What “Upright” Actually Means
The Hebrew word here is yashar – straight, aligned, having integrity. Picture a building that’s perfectly plumb, or a path that goes directly where it needs to go. That’s how humans were originally designed – aligned with God’s intentions, morally straight, without the crooked complications we’ve added.
This isn’t about perfection in the sense of never making mistakes. It’s about living with the kind of straightforward goodness that doesn’t need elaborate justifications or complex maneuvering.
The “Many Schemes” Problem
But instead of staying in that simple alignment, we’ve gone searching for chishbonot – schemes, calculations, clever devices. We’ve traded straightforward living for complicated systems designed to get us what we want.
These schemes show up everywhere. Instead of honest work, we look for shortcuts and angles. Instead of direct communication, we calculate what will get the best response. Instead of simple generosity, we figure out what will make us look good or get us something in return.
We’ve turned life into a series of strategic moves rather than just living well.
Why We Complicate Things
The Teacher doesn’t explain why humans do this, but the pattern is obvious if you look around. Simple uprightness requires trust – trust that doing right will work out, that honesty is sustainable, that we don’t need to manipulate outcomes.
Schemes feel safer. They give us the illusion of control. If we can just find the right formula, the perfect strategy, the clever workaround, maybe we can guarantee the results we want.
But Ecclesiastes has already shown us how that works out. All our calculations and clever plans still can’t control what happens to us. We end up with complexity instead of the peace we were actually looking for.

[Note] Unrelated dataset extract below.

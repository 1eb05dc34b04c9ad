//! Binance USDⓈ-M futures connectivity.

mod client;
pub mod types;

pub use client::BinanceClient;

The Gap Between Design and Reality
This verse captures something we all recognize – the distance between who we sense we could be and who we actually are. Between the life that would feel right and the one we’ve constructed through years of small compromises and calculated moves.
The original design isn’t lost, just buried under layers of accumulated schemes. Some people spend decades building elaborate lives that never quite feel like home, never quite deliver the satisfaction all that effort was supposed to produce.
What Return Looks Like
The good news hidden in this verse is that the original design is still there. “Upright” isn’t something we have to create from scratch – it’s something we can return to.
That return usually starts small. Choosing honest responses instead of calculated ones. Making decisions based on what’s actually right rather than what might work in our favor. Letting go of schemes that aren’t working anyway.
It’s often simpler than we expect. The complicated path is usually the one we’ve created. The straight path – the upright one – tends to be clearer once we stop trying to outsmart it.
Living This Today
Most of us won’t abandon our jobs or responsibilities to live this differently. The change happens in how we approach what we’re already doing.
Are you working with integrity or just working the angles? Are you building relationships or managing impressions? Are you creating something meaningful or just trying to generate results?
The Teacher’s observation isn’t meant to condemn but to clarify. We were made for something simpler and better than the complex webs we often create. And that simpler way is still available, whenever we’re ready to stop scheming and start living straight.
The uprightness God intended isn’t about perfection. It’s about alignment – with truth, with goodness, with the kind of life that doesn’t require constant management to feel right.
That’s still possible. Even after years of schemes. Even after all the complications we’ve added. The original design is still there, waiting for us to remember what it was like to live without all the angles.